Collected data entries:
//! Errors returned by the registry and the dashboard.
//!
//! Every failure is reported synchronously to the immediate caller; nothing
//! in this crate retries on your behalf.

use thiserror::Error;

use crate::types::Identifier;

/// Failures of registry and dashboard operations.
#[derive(Debug, Error)]
pub enum AnalyticsError {
    /// The identifier breaks the naming rules.
    #[error("invalid identifier {id:?}: {reason}")]
    InvalidArgument {
        /// The rejected identifier text.
        id: String,
        /// Which rule it broke.
        reason: &'static str,
    },

    /// A metric with this identifier is already registered.
    #[error("metric `{id}` already exists, update it instead")]
    AlreadyExists {
        /// The identifier that is taken.
        id: Identifier,
    },

    /// No metric with this identifier is registered.
    #[error("metric `{id}` not found")]
    NotFound {
        /// The identifier that was looked up.
        id: String,
    },

    /// The stored value or provider could not produce the requested type.
    #[error("metric `{id}` is unresolvable: {reason}")]
    Unresolvable {
        /// The metric that failed to resolve.
        id: Identifier,
        /// Type mismatch or provider failure details.
        reason: String,
    },

    /// Another writer replaced the metric between read and swap.
    #[error("metric `{id}` was changed concurrently, retry the update")]
    Conflict {
        /// The contended metric.
        id: Identifier,
    },

    /// The operation is not allowed in the current dashboard state.
    #[error("invalid state: {0}")]
    InvalidState(&'static str),

    /// The dashboard's render thread could not be started.
    #[error("could not start the render thread: {0}")]
    Io(#[from] std::io::Error),
}

/// Convenience alias used throughout the crate.
pub type Result<T> = std::result::Result<T, AnalyticsError>;
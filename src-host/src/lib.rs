// Worker host library: supervises the backend worker, discovers its port,
// binds the session proxy to it, and runs content sync in front of it

pub mod config;
pub mod error;
pub mod events;
pub mod host;
pub mod logging;
pub mod paths;
pub mod protocol;
pub mod session;
pub mod sync;
pub mod worker;

#[cfg(test)]
pub mod test_utils;

pub use config::{Config, HostMode};
pub use host::{Host, HostSessions};
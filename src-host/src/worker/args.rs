// Command lines understood by the worker binary

use std::ffi::{OsStr, OsString};
use std::fmt;
use std::path::Path;

/// Port value asking the worker to pick any free port
pub const EPHEMERAL_PORT: &str = "0";

/// Archive cache directory used by player-mode workers (relative to their cwd)
pub const PLAYER_CACHE_DIR: &str = "_warc_cache";

/// Argument list for one worker invocation
#[derive(Debug, Clone, PartialEq, Eq)]
pub struct WorkerArgs(Vec<OsString>);

impl WorkerArgs {
    /// Desktop mode: long-lived worker with a user data directory
    pub fn desktop(data_dir: &Path, username: &str) -> Self {
        let mut args = Self::base("info");
        args.push("-d").push(data_dir).push("-u").push(username);
        args.push_port();
        args
    }

    /// Player mode: serve a single archive file
    pub fn player(archive: &Path) -> Self {
        let mut args = Self::player_base();
        args.push(archive);
        args
    }

    /// Player mode: serve a fully-synced collection directory
    pub fn collection(dir: &Path) -> Self {
        let mut args = Self::player_base();
        args.push("--coll-dir").push(dir);
        args
    }

    /// Ask the worker for its version lines
    pub fn version() -> Self {
        Self(vec![OsString::from("--version")])
    }

    /// Arbitrary argument list, for workers that don't follow the standard command line
    pub fn from_raw<I, S>(args: I) -> Self
    where
        I: IntoIterator<Item = S>,
        S: AsRef<OsStr>,
    {
        Self(args.into_iter().map(|a| a.as_ref().to_os_string()).collect())
    }

    pub fn iter(&self) -> impl Iterator<Item = &OsStr> {
        self.0.iter().map(OsString::as_os_str)
    }

    pub fn len(&self) -> usize {
        self.0.len()
    }

    pub fn is_empty(&self) -> bool {
        self.0.is_empty()
    }

    fn base(loglevel: &str) -> Self {
        let mut args = Self(Vec::new());
        args.push("--no-browser").push("--loglevel").push(loglevel);
        args
    }

    fn player_base() -> Self {
        let mut args = Self::base("error");
        args.push("--cache-dir").push(PLAYER_CACHE_DIR);
        args.push_port();
        args
    }

    fn push_port(&mut self) {
        self.push("--port").push(EPHEMERAL_PORT);
    }

    fn push(&mut self, arg: impl AsRef<OsStr>) -> &mut Self {
        self.0.push(arg.as_ref().to_os_string());
        self
    }
}

impl fmt::Display for WorkerArgs {
    fn fmt(&self, f: &mut fmt::Formatter<'_>) -> fmt::Result {
        let rendered: Vec<_> = self.0.iter().map(|a| a.to_string_lossy()).collect();
        write!(f, "{}", rendered.join(" "))
    }
}
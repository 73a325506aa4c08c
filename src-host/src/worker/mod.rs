// Worker process supervision
// Spawns the backend worker, captures its output, and discovers the port it listens on

pub mod args;
pub mod diagnostics;
pub mod scanner;
pub mod supervisor;
pub mod termination;

pub use args::WorkerArgs;
pub use diagnostics::{DiagnosticLog, DIAGNOSTIC_CAPACITY};
pub use scanner::{PortScanner, PORT_MARKER};
pub use supervisor::{LaunchRequest, PortReady, PortWatch, Supervisor};
pub use termination::{TerminationReason, TerminationStrategy};
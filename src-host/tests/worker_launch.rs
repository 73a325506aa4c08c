//! Integration test: launch -> port discovery -> proxy bind
//!
//! Uses a shell script in place of the webrecorder binary, so Unix only.
//!
//! Run with: cargo test --test worker_launch

#![cfg(unix)]

mod helpers;

use async_trait::async_trait;
use helpers::fake_worker::{FakeWorker, FAKE_PORT};
use helpers::polling::wait_for_event;
use std::path::Path;
use std::sync::{Arc, Mutex};
use tempfile::TempDir;
use tokio::sync::mpsc;
use wr_desktop_lib::error::JoinError;
use wr_desktop_lib::events::ChannelSink;
use wr_desktop_lib::protocol::UiEvent;
use wr_desktop_lib::session::{ProxyRules, RequestHeaders, SessionRegistry, ACCEPT_ENCODING};
use wr_desktop_lib::sync::{NoSwarm, StatsFeed, Swarm, SyncKey, SyncStats};
use wr_desktop_lib::{Config, Host, HostMode, HostSessions};

struct TestHost {
    host: Arc<Host>,
    events: mpsc::UnboundedReceiver<UiEvent>,
    _worker: FakeWorker,
    data: TempDir,
}

fn start_host(mode: HostMode, swarm: Arc<dyn Swarm>) -> TestHost {
    let worker = FakeWorker::install();
    let data = TempDir::new().unwrap();

    let mut config = Config::with_dirs(mode, data.path(), data.path().join("state"));
    config.worker_bin = worker.bin().to_path_buf();
    config.ensure_dirs().unwrap();

    let registry = SessionRegistry::new();
    let sessions = HostSessions::from_registry(&registry, &config.partition);
    let (sink, events) = ChannelSink::new();

    TestHost {
        host: Arc::new(Host::new(config, sessions, swarm, Arc::new(sink))),
        events,
        _worker: worker,
        data,
    }
}

#[tokio::test]
async fn desktop_worker_binds_proxy_before_ready_event() {
    let mut t = start_host(HostMode::Desktop, Arc::new(NoSwarm));

    let binding = t
        .host
        .start_desktop()
        .await
        .unwrap()
        .expect("desktop worker never became reachable");
    assert_eq!(binding.port, FAKE_PORT);
    assert_eq!(binding.partition, "persist:wr");

    let (port, _) = wait_for_event(&mut t.events, |e| match e {
        UiEvent::WorkerReady { port, .. } => Some(*port),
        _ => None,
    })
    .await;
    assert_eq!(port, FAKE_PORT);

    let app = &t.host.sessions().app;
    assert_eq!(app.proxy_rules().await, Some(ProxyRules::localhost(FAKE_PORT)));
    let sent = app.rewrite_request_headers(RequestHeaders::new()).await;
    assert_eq!(sent.get("Accept-Encoding").map(String::as_str), Some(ACCEPT_ENCODING));

    let status = t.host.status();
    assert_eq!(status.config.host.as_deref(), Some("http://localhost:54231/"));
    assert!(status.stdout.contains("-d "));
    assert!(status.stdout.contains("--port 0"));

    t.host.shutdown().await;
    assert_eq!(t.host.supervisor().discovered_port(), None);
}

#[tokio::test]
async fn player_archive_open_emits_events_in_order() {
    let mut t = start_host(HostMode::Player, Arc::new(NoSwarm));
    let archive = t.data.path().join("site.warc.gz");

    let binding = t
        .host
        .open_archive(&archive)
        .expect("player mode opens archives")
        .await
        .unwrap()
        .expect("player worker never became reachable");
    assert_eq!(binding.port, FAKE_PORT);

    let ((host, source), before) = wait_for_event(&mut t.events, |e| match e {
        UiEvent::Indexing { host, source } => Some((host.clone(), source.clone())),
        _ => None,
    })
    .await;
    assert_eq!(host, "http://localhost:54231/");
    assert_eq!(source, Some(archive.display().to_string()));
    assert_eq!(
        before,
        vec![
            UiEvent::ChangeLocation { path: "/".into() },
            UiEvent::Initializing { src: "warc".into() },
        ]
    );

    let stdout = t.host.status().stdout;
    assert!(stdout.contains("--cache-dir _warc_cache"));
    assert!(stdout.contains(&archive.display().to_string()));

    t.host.supervisor().terminate();
}

#[tokio::test]
async fn queued_file_open_runs_when_ui_is_ready() {
    let mut t = start_host(HostMode::Player, Arc::new(NoSwarm));
    let archive = t.data.path().join("queued.warc");

    assert!(t.host.open_file(archive.clone()).is_none());
    assert!(!t.host.supervisor().is_running());

    let handle = t
        .host
        .ui_ready(&["wr-desktop".to_string(), "/ignored.warc".to_string()])
        .expect("queued file should open");
    assert!(handle.await.unwrap().is_some());

    let (source, _) = wait_for_event(&mut t.events, |e| match e {
        UiEvent::Indexing { source, .. } => source.clone(),
        _ => None,
    })
    .await;
    assert_eq!(source, archive.display().to_string());

    t.host.supervisor().terminate();
}

#[tokio::test]
async fn version_reports_worker_under_product_name() {
    let t = start_host(HostMode::Player, Arc::new(NoSwarm));

    let version = t.host.refresh_version().await;
    let lines: Vec<_> = version.lines().collect();
    assert_eq!(lines[0], "webrecorder 9.9.9");
    assert!(lines[1].starts_with("wr-desktop "));
}

/// Swarm that reports the content complete straight away
struct InstantSwarm {
    joined: Mutex<Vec<String>>,
}

impl InstantSwarm {
    fn new() -> Arc<Self> {
        Arc::new(Self {
            joined: Mutex::new(Vec::new()),
        })
    }
}

#[async_trait]
impl Swarm for InstantSwarm {
    async fn join(&self, key: &SyncKey, dir: &Path) -> Result<StatsFeed, JoinError> {
        self.joined
            .lock()
            .unwrap()
            .push(dir.display().to_string());
        let (tx, rx) = mpsc::channel(4);
        tracing::debug!(%key, "instant swarm joined");
        tokio::spawn(async move {
            let _ = tx.send(SyncStats::new(512, 1024)).await;
            let _ = tx.send(SyncStats::new(1024, 1024)).await;
            // Feed stays open briefly, like a swarm still connected to peers
            tokio::time::sleep(std::time::Duration::from_secs(2)).await;
        });
        Ok(rx)
    }
}

#[tokio::test]
async fn synced_content_launches_collection_worker() {
    let swarm = InstantSwarm::new();
    let mut t = start_host(HostMode::Player, swarm.clone());

    let binding = t
        .host
        .sync("dat://feedbeef")
        .await
        .unwrap()
        .expect("synced content never served");
    assert_eq!(binding.port, FAKE_PORT);

    let expected_dir = t.host.config().sync_dir.join("feedbeef");
    assert_eq!(
        swarm.joined.lock().unwrap().clone(),
        vec![expected_dir.display().to_string()]
    );

    let (source, before) = wait_for_event(&mut t.events, |e| match e {
        UiEvent::Indexing { source, .. } => source.clone(),
        _ => None,
    })
    .await;
    assert_eq!(source, "feedbeef");
    assert_eq!(
        before,
        vec![
            UiEvent::Initializing { src: "dat".into() },
            UiEvent::IndexProgress { perct: 50 },
            UiEvent::IndexProgress { perct: 100 },
        ]
    );

    let stdout = t.host.status().stdout;
    assert!(stdout.contains(&format!("--coll-dir {}", expected_dir.display())));

    t.host.supervisor().terminate();
}

#[tokio::test]
async fn desktop_sync_replaces_running_worker() {
    let swarm = InstantSwarm::new();
    let mut t = start_host(HostMode::Desktop, swarm.clone());

    t.host
        .start_desktop()
        .await
        .unwrap()
        .expect("desktop worker never became reachable");
    let desktop_pid = t.host.supervisor().worker_pid();
    assert!(desktop_pid.is_some());

    let binding = t
        .host
        .sync("dat://cafe")
        .await
        .unwrap()
        .expect("desktop-mode sync never served");
    assert_eq!(binding.port, FAKE_PORT);
    assert_ne!(t.host.supervisor().worker_pid(), desktop_pid);

    let (source, before) = wait_for_event(&mut t.events, |e| match e {
        UiEvent::Indexing { source, .. } => source.clone(),
        _ => None,
    })
    .await;
    assert_eq!(source, "cafe");
    assert!(!before
        .iter()
        .any(|e| matches!(e, UiEvent::SyncFailed { .. })));

    let expected_dir = t.host.config().sync_dir.join("cafe");
    let stdout = t.host.status().stdout;
    assert!(stdout.contains(&format!("--coll-dir {}", expected_dir.display())));
    assert!(!stdout.contains("-d "));

    t.host.supervisor().terminate();
}
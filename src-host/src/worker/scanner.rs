//! Port discovery over the worker's output streams.
//!
//! The worker announces its listening address on stdout with a line such as
//! `APP_HOST=http://localhost:54231`. Process output arrives in arbitrary
//! chunks, so the scanner buffers partial lines for the log; whatever is left
//! when the stream closes is flushed as a final line. The port is searched
//! for in the unterminated tail as well, since a worker may flush its
//! announcement without a newline and keep running.

use once_cell::sync::Lazy;
use regex::Regex;

/// Literal the worker prints immediately before its port number
pub const PORT_MARKER: &str = "APP_HOST=http://localhost:";

/// Prefix applied to stderr lines in the diagnostic log
pub const STDERR_PREFIX: &str = "stderr: ";

static PORT_PATTERN: Lazy<Regex> = Lazy::new(|| {
    let pattern = format!(r"{}\s*(\d+)", regex::escape(PORT_MARKER));
    Regex::new(&pattern).expect("failed to compile port marker pattern")
});

/// Extract the announced port from one line of output.
///
/// Returns `None` when the marker is absent or the value is not a usable
/// TCP port.
pub fn find_port(text: &str) -> Option<u16> {
    let caps = PORT_PATTERN.captures(text)?;
    caps.get(1)?
        .as_str()
        .trim()
        .parse::<u16>()
        .ok()
        .filter(|port| *port != 0)
}

/// Result of feeding output to a scanner
#[derive(Debug, Default, PartialEq, Eq)]
pub struct Scan {
    /// Complete lines, ready for the diagnostic log
    pub lines: Vec<String>,
    /// First port announcement of the stream, reported once
    pub port: Option<u16>,
}

/// Stateful line splitter for one output stream
#[derive(Debug)]
pub struct PortScanner {
    pending: Vec<u8>,
    prefix: &'static str,
    detect_port: bool,
    announced: bool,
}

impl PortScanner {
    /// Scanner for stdout: lines are logged verbatim and searched for the marker
    pub fn stdout() -> Self {
        Self {
            pending: Vec::new(),
            prefix: "",
            detect_port: true,
            announced: false,
        }
    }

    /// Scanner for stderr: lines are logged with a `stderr: ` prefix only
    pub fn stderr() -> Self {
        Self {
            pending: Vec::new(),
            prefix: STDERR_PREFIX,
            detect_port: false,
            announced: false,
        }
    }

    /// Whether this scanner looks for the port marker
    pub fn detects_port(&self) -> bool {
        self.detect_port
    }

    /// Feed one raw chunk, returning the lines it completed and any port
    /// announced so far, including in a line still waiting for its newline
    pub fn feed(&mut self, chunk: &[u8]) -> Scan {
        self.pending.extend_from_slice(chunk);

        let mut scan = Scan::default();
        while let Some(newline) = self.pending.iter().position(|b| *b == b'\n') {
            let raw: Vec<u8> = self.pending.drain(..=newline).collect();
            self.accept(&raw[..raw.len() - 1], &mut scan);
        }

        if self.watching() && !self.pending.is_empty() {
            scan.port = find_port(&String::from_utf8_lossy(&self.pending));
            self.announced = scan.port.is_some();
        }
        scan
    }

    /// Flush a trailing partial line once the stream has closed
    pub fn finish(&mut self) -> Scan {
        let mut scan = Scan::default();
        if !self.pending.is_empty() {
            let raw = std::mem::take(&mut self.pending);
            self.accept(&raw, &mut scan);
        }
        scan
    }

    fn watching(&self) -> bool {
        self.detect_port && !self.announced
    }

    fn accept(&mut self, raw: &[u8], scan: &mut Scan) {
        let text = String::from_utf8_lossy(raw);
        let line = text.strip_suffix('\r').unwrap_or(text.as_ref());

        if self.watching() {
            scan.port = find_port(line);
            self.announced = scan.port.is_some();
        }
        scan.lines.push(format!("{}{}", self.prefix, line));
    }
}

- _Aim of the exercise_: Quote the records above exactly, from the first line through the line containing "is already registered.", and nothing more.

- _Answer_:
//! Errors returned by the registry and the dashboard.
//!
//! Every failure is reported synchronously to the immediate caller; nothing
//! in this crate retries on your behalf.

use thiserror::Error;

use crate::types::Identifier;

/// Failures of registry and dashboard operations.
#[derive(Debug, Error)]
pub enum AnalyticsError {
    /// The identifier breaks the naming rules.
    #[error("invalid identifier {id:?}: {reason}")]
    InvalidArgument {
        /// The rejected identifier text.
        id: String,
        /// Which rule it broke.
        reason: &'static str,
    },

    /// A metric with this identifier is already registered.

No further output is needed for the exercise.